Dissertation: Legal Operationalization of Corporate Social Responsibility. Specifically regarding Contract Law, Sales Law, Consumer Sales Law, Marketing Law and Company Law

  • Date:
  • Location: Zoom https://uu-se.zoom.us/j/69548208626
  • Doctoral student: Lovisa Halje
  • Organiser: Juridiska institutionen
  • Contact person: Estelle Lerceteau-Köhler
  • Disputation

Lovisa Halje defends her thesis in Private Law. The defence will be held in Swedish.

Opponent: Professor Ellen J. Eftestøl, University of Helsinki and University of Oslo  

Examination Board:
Professor Johan C. Bärlund, University of Helsinki
Professor Gustaf Sjöberg, Stockholm University
Associate Professor Sandra Friberg, Uppsala University

Substitute: Professor Magnus Strand, Uppsala University

Chairperson of the public defence: Professor Daniel Stattin, Uppsala University

 

Abstract:
In this thesis, legal operationalization of corporate social responsibility (CSR) is explored. The main objective of the thesis is to explore and describe the possibilities for legal operationalization of CSR in contract law, sales law and consumer sales law, marketing law and company law.

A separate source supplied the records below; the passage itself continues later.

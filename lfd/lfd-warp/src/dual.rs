//! Soft constraints on warped points driven by dual variables.

use crate::{WarpError, WarpResult};
use nalgebra::{Point3, Vector3};

#[cfg(feature = "serde")]
use serde::{Deserialize, Serialize};

/// Linear penalties `Σ_b λ_b · f(τ_b)` added to the warp objective.
///
/// The points `τ_b` are evaluated on the warp's existing kernel centres, so
/// they only change the right-hand side of the normal equations.
#[derive(Debug, Clone, PartialEq, Default)]
#[cfg_attr(feature = "serde", derive(Serialize, Deserialize))]
pub struct DualConstraints {
    points: Vec<Point3<f64>>,
    lambdas: Vec<Vector3<f64>>,
}

impl DualConstraints {
    /// Pairs constrained points with their multipliers.
    ///
    /// # Errors
    ///
    /// Returns [`WarpError::LengthMismatch`] if the lengths differ, or
    /// [`WarpError::NonFinite`] if a multiplier is not finite.
    pub fn new(points: Vec<Point3<f64>>, lambdas: Vec<Vector3<f64>>) -> WarpResult<Self> {
        if points.len() != lambdas.len() {
            return Err(WarpError::LengthMismatch {
                what: "dual multipliers",
                expected: points.len(),
                found: lambdas.len(),
            });
        }
        if lambdas.iter().any(|l| l.iter().any(|v| !v.is_finite())) {
            return Err(WarpError::NonFinite("dual multipliers"));
        }
        Ok(Self { points, lambdas })
    }

    /// Constrained points.
    #[must_use]
    pub fn points(&self) -> &[Point3<f64>] {
        &self.points
    }

    /// Multipliers, one per point.
    #[must_use]
    pub fn lambdas(&self) -> &[Vector3<f64>] {
        &self.lambdas
    }

    /// Number of constrained points.
    #[must_use]
    pub fn len(&self) -> usize {
        self.points.len()
    }

    /// Whether there are no constraints.
    #[must_use]
    pub fn is_empty(&self) -> bool {
        self.points.is_empty()
    }
}
//! Finger contact-point trajectories.
//!
//! A contact trajectory holds, for every finger of every active arm, the
//! four contact corners at each timestep. Flattened, the points are ordered
//! arm, then finger, then timestep, then corner; dual variables and
//! discrepancies use the same order.

use crate::{Kinematics, Manipulator, TransferError, TransferResult};
use lfd_types::{ArmSide, AugmentedTrajectory, FingerSide};
use lfd_warp::ThinPlateSpline;
use nalgebra::{DMatrix, Point3};

/// Contact corners of one finger over time.
#[derive(Debug, Clone, PartialEq)]
pub struct FingerPointsTrajectory {
    arm: ArmSide,
    finger: FingerSide,
    points: Vec<[Point3<f64>; 4]>,
}

impl FingerPointsTrajectory {
    /// Creates a finger trajectory.
    #[must_use]
    pub const fn new(arm: ArmSide, finger: FingerSide, points: Vec<[Point3<f64>; 4]>) -> Self {
        Self {
            arm,
            finger,
            points,
        }
    }

    /// The arm.
    #[must_use]
    pub const fn arm(&self) -> ArmSide {
        self.arm
    }

    /// The finger.
    #[must_use]
    pub const fn finger(&self) -> FingerSide {
        self.finger
    }

    /// Corners at each timestep.
    #[must_use]
    pub fn points(&self) -> &[[Point3<f64>; 4]] {
        &self.points
    }

    /// Number of timesteps.
    #[must_use]
    pub fn len(&self) -> usize {
        self.points.len()
    }

    /// Whether there are no timesteps.
    #[must_use]
    pub fn is_empty(&self) -> bool {
        self.points.is_empty()
    }
}

/// Contact corners of every finger of every active arm.
#[derive(Debug, Clone, PartialEq)]
pub struct ContactTrajectory {
    fingers: Vec<FingerPointsTrajectory>,
}

impl ContactTrajectory {
    /// Collects finger trajectories, ordering them by arm then finger.
    ///
    /// # Errors
    ///
    /// Returns [`TransferError::ContactLengthMismatch`] if the fingers do not
    /// all have the same number of timesteps.
    pub fn new(mut fingers: Vec<FingerPointsTrajectory>) -> TransferResult<Self> {
        fingers.sort_by_key(|f| (f.arm, f.finger));
        if let Some(first) = fingers.first() {
            let expected = first.len();
            if let Some(bad) = fingers.iter().find(|f| f.len() != expected) {
                return Err(TransferError::ContactLengthMismatch {
                    arm: bad.arm,
                    finger: bad.finger,
                    expected,
                    found: bad.len(),
                });
            }
        }
        Ok(Self { fingers })
    }

    /// Finger trajectories in flattening order.
    #[must_use]
    pub fn fingers(&self) -> &[FingerPointsTrajectory] {
        &self.fingers
    }

    /// Shared timestep count.
    #[must_use]
    pub fn n_steps(&self) -> usize {
        self.fingers.first().map_or(0, FingerPointsTrajectory::len)
    }

    /// Total number of contact points.
    #[must_use]
    pub fn point_count(&self) -> usize {
        self.fingers.len() * self.n_steps() * 4
    }

    /// All points in arm, finger, timestep, corner order.
    #[must_use]
    pub fn flatten(&self) -> Vec<Point3<f64>> {
        self.fingers
            .iter()
            .flat_map(|f| f.points.iter().flatten().copied())
            .collect()
    }

    /// A trajectory with the same layout holding `flat` points.
    ///
    /// # Errors
    ///
    /// Returns [`TransferError::StepCountMismatch`] if `flat` does not have
    /// [`ContactTrajectory::point_count`] points.
    pub fn with_flat(&self, flat: &[Point3<f64>]) -> TransferResult<Self> {
        if flat.len() != self.point_count() {
            return Err(TransferError::StepCountMismatch {
                expected: self.point_count(),
                found: flat.len(),
            });
        }
        let per_finger = self.n_steps() * 4;
        let fingers = self
            .fingers
            .iter()
            .enumerate()
            .map(|(i, f)| {
                let chunk = &flat[i * per_finger..(i + 1) * per_finger];
                let points = chunk
                    .chunks_exact(4)
                    .map(|c| [c[0], c[1], c[2], c[3]])
                    .collect();
                FingerPointsTrajectory::new(f.arm, f.finger, points)
            })
            .collect();
        Ok(Self { fingers })
    }

    /// Maps every point through a warp.
    ///
    /// # Errors
    ///
    /// Propagates layout errors from [`ContactTrajectory::with_flat`].
    pub fn warped(&self, warp: &ThinPlateSpline) -> TransferResult<Self> {
        self.with_flat(&warp.transform_points(&self.flatten()))
    }
}

/// Contact points of a demonstration from its recorded end-effector poses.
///
/// # Errors
///
/// Returns an error if an arm of `manip` is missing from `traj` or the
/// fingers end up with different lengths.
pub fn demo_contacts(
    kinematics: &dyn Kinematics,
    traj: &AugmentedTrajectory,
    manip: &Manipulator,
) -> TransferResult<ContactTrajectory> {
    let mut fingers = Vec::with_capacity(manip.arms().len() * 2);
    for &arm in manip.arms() {
        let track = traj.arm(arm).ok_or_else(|| {
            TransferError::NoActiveArm(format!("{arm} arm missing from trajectory"))
        })?;
        for finger in FingerSide::BOTH {
            fingers.push(kinematics.finger_contact_points(
                arm,
                finger,
                &track.ee_poses,
                &track.finger_joints,
            )?);
        }
    }
    ContactTrajectory::new(fingers)
}

/// Contact points reached by a joint trajectory, via forward kinematics.
///
/// # Errors
///
/// Returns [`TransferError::DofMismatch`] if the trajectory does not have
/// the manipulator's column count.
pub fn achieved_contacts(
    kinematics: &dyn Kinematics,
    manip: &Manipulator,
    joint_traj: &DMatrix<f64>,
) -> TransferResult<ContactTrajectory> {
    let arm_dofs = kinematics.arm_dof_count();
    let expected = manip.dof_count(arm_dofs);
    if joint_traj.ncols() != expected {
        return Err(TransferError::DofMismatch {
            manip: manip.name(),
            expected,
            found: joint_traj.ncols(),
        });
    }

    let mut fingers = Vec::with_capacity(manip.arms().len() * 2);
    for (i, &arm) in manip.arms().iter().enumerate() {
        let offset = i * (arm_dofs + 1);
        let mut ee_poses = Vec::with_capacity(joint_traj.nrows());
        let mut finger_joints = Vec::with_capacity(joint_traj.nrows());
        for row in joint_traj.row_iter() {
            let joints: Vec<f64> = (0..arm_dofs).map(|j| row[offset + j]).collect();
            ee_poses.push(kinematics.end_effector_pose(arm, &joints));
            finger_joints.push(row[offset + arm_dofs]);
        }
        for finger in FingerSide::BOTH {
            fingers.push(kinematics.finger_contact_points(arm, finger, &ee_poses, &finger_joints)?);
        }
    }
    ContactTrajectory::new(fingers)
}
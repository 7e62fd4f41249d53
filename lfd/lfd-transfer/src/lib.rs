//! Transfer of demonstrated manipulation trajectories onto new scenes.
//!
//! A demonstration is recorded in one scene; the robot then faces a test
//! scene with the same objects in different places or shapes. This crate
//! carries the demonstration over in one of three ways:
//!
//! - [`TwoStepTransferer`]: register the scenes, then hand the warp to a
//!   [`TrajectoryTransferer`] once.
//! - [`UnifiedTransferer`]: one trajectory solve that follows the warped
//!   finger contact points.
//! - [`DecomposedTransferer`]: alternate warp refits and trajectory solves,
//!   coupled by one dual variable per contact point, until the trajectory
//!   and the warp agree on where the fingers go.
//!
//! [`TransferStrategy`] selects among them and checks at construction that
//! the registration factory and transferer fit together.
//!
//! # Layer 0
//!
//! This is a Layer 0 crate. Robot kinematics, the trajectory solver and
//! scene registration are collaborators behind the [`Kinematics`],
//! [`TrajectorySolver`] and [`RegistrationFactory`] traits.
//!
//! # Quick Start
//!
//! ```
//! use lfd_transfer::{DecompositionParams, SolverFailurePolicy, TransferParams};
//!
//! let params = TransferParams::new()
//!     .with_beta_pos(1e5)
//!     .with_collision_cost(false);
//! let decomposition = DecompositionParams::new()
//!     .with_max_iterations(10)
//!     .with_solver_failure(SolverFailurePolicy::Abort);
//!
//! assert!(params.validate().is_ok());
//! assert!(decomposition.validate().is_ok());
//! ```
//!
//! Wiring a strategy needs the three collaborators:
//!
//! ```ignore
//! let transferer = Arc::new(FingerTrajectoryTransferer::new(kinematics, solver, params.clone())?);
//! let strategy = TransferStrategy::build(
//!     StrategyKind::Decomposed,
//!     factory,
//!     transferer,
//!     params,
//!     decomposition,
//! )?;
//! let outcome = strategy.transfer(&demo, &test_scene)?;
//! if !outcome.diagnostics.converged() {
//!     // the trajectory is still usable, but the warp and the
//!     // trajectory disagree by `final_discrepancy()`
//! }
//! ```

#![cfg_attr(not(test), deny(clippy::unwrap_used, clippy::expect_used))]

mod contact;
mod decomposed;
mod error;
mod kinematics;
mod observer;
mod optimizer;
mod outcome;
mod params;
mod prepare;
mod registration;
pub mod request;
mod strategy;
mod transferer;
mod two_step;
mod unified;

#[cfg(any(test, feature = "testing"))]
pub mod testing;

pub use contact::{ContactTrajectory, FingerPointsTrajectory, achieved_contacts, demo_contacts};
pub use decomposed::DecomposedTransferer;
pub use error::{TransferError, TransferResult};
pub use kinematics::{Kinematics, Manipulator};
pub use observer::{IterationReport, NoopObserver, TransferObserver};
pub use optimizer::{SolveStatus, SolverOutput, TrajectoryOptimizer, TrajectorySolver, unwrap_column};
pub use outcome::{Termination, TransferDiagnostics, TransferOutcome};
pub use params::{CollisionParams, DecompositionParams, SolverFailurePolicy, TransferParams};
pub use registration::{Registration, RegistrationFactory, RegistrationKind};
pub use request::{
    BasicInfo, ConstraintTerm, CostTerm, InitInfo, OptimizationRequest, RelPtsLambdasParams,
    RelPtsParams,
};
pub use strategy::{StrategyKind, TransferStrategy};
pub use transferer::{ContactBackend, FingerTrajectoryTransferer, TrajectoryTransferer};
pub use two_step::TwoStepTransferer;
pub use unified::UnifiedTransferer;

Legal operationalization requires, first, that CSR is anchored in law and, second, that there are mechanisms for enforcement available. In contract law, CSR is legally anchored when a CSR condition follows from a contract. In a Swedish sales law context, legal anchoring takes place when a buyer’s expectation regarding CSR is not met and this is considered a defect, fel. From a marketing law point of view, the possibilities to consider a CSR statement an unfair commercial practice are relevant. In a company law context, CSR is legally anchored when included in the articles of association, in an instruction from the general meeting or the board, in the board’s internal guidelines or in the remuneration guidelines of the company. An underlying, and supplementary, objective is to identify regulation on and illustrate the regulatory context of CSR. The findings in relation to the two objectives of the thesis offer a mapping of CSR in law, and a ground for comparative observations and further studies in law and CSR.